## TASK ITEM
Would you filter these records and copy every line that has the word "SimTime"?

= = =

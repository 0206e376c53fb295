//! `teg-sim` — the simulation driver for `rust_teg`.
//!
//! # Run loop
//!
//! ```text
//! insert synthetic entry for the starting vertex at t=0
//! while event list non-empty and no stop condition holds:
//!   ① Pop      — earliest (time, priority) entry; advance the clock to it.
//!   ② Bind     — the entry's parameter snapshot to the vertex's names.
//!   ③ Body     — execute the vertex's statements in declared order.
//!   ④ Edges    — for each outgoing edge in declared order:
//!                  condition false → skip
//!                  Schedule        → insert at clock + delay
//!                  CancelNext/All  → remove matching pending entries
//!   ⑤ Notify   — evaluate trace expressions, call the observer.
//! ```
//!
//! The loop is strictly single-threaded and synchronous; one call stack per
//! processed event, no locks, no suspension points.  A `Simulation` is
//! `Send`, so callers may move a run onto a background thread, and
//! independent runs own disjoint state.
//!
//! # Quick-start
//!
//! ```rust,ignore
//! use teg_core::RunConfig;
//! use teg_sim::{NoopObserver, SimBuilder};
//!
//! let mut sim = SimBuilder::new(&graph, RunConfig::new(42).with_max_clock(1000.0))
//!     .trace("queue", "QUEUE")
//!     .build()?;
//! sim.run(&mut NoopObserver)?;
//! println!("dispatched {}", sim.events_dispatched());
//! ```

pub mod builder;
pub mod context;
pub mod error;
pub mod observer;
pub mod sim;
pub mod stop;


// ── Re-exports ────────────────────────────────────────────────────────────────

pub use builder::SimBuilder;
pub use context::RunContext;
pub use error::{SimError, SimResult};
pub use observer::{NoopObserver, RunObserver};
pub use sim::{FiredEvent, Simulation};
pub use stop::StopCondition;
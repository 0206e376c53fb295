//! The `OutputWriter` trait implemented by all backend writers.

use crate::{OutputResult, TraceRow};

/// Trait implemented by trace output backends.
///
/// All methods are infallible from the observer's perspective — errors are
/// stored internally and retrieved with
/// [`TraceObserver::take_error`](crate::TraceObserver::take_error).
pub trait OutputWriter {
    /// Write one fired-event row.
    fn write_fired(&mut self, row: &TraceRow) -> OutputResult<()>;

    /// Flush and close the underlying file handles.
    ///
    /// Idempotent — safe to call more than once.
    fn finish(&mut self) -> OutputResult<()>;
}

= = =

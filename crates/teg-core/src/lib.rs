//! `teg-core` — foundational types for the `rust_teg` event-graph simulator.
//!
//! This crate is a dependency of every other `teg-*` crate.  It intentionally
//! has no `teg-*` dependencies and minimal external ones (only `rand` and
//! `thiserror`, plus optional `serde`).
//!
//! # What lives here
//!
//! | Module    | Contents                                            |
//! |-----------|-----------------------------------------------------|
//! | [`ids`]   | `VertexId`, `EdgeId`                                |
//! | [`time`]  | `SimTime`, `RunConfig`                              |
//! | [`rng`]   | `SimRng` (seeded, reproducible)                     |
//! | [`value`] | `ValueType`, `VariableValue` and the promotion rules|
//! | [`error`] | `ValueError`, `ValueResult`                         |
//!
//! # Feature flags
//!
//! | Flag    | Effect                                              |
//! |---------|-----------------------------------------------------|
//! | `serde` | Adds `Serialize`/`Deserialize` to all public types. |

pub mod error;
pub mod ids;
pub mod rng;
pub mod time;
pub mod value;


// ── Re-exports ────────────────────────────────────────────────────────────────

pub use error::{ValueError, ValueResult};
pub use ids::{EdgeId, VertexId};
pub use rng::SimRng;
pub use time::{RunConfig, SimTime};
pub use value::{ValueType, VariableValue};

= = =

## REPLY
//! | [`time`]  | `SimTime`, `RunConfig`                              |
pub use time::{RunConfig, SimTime};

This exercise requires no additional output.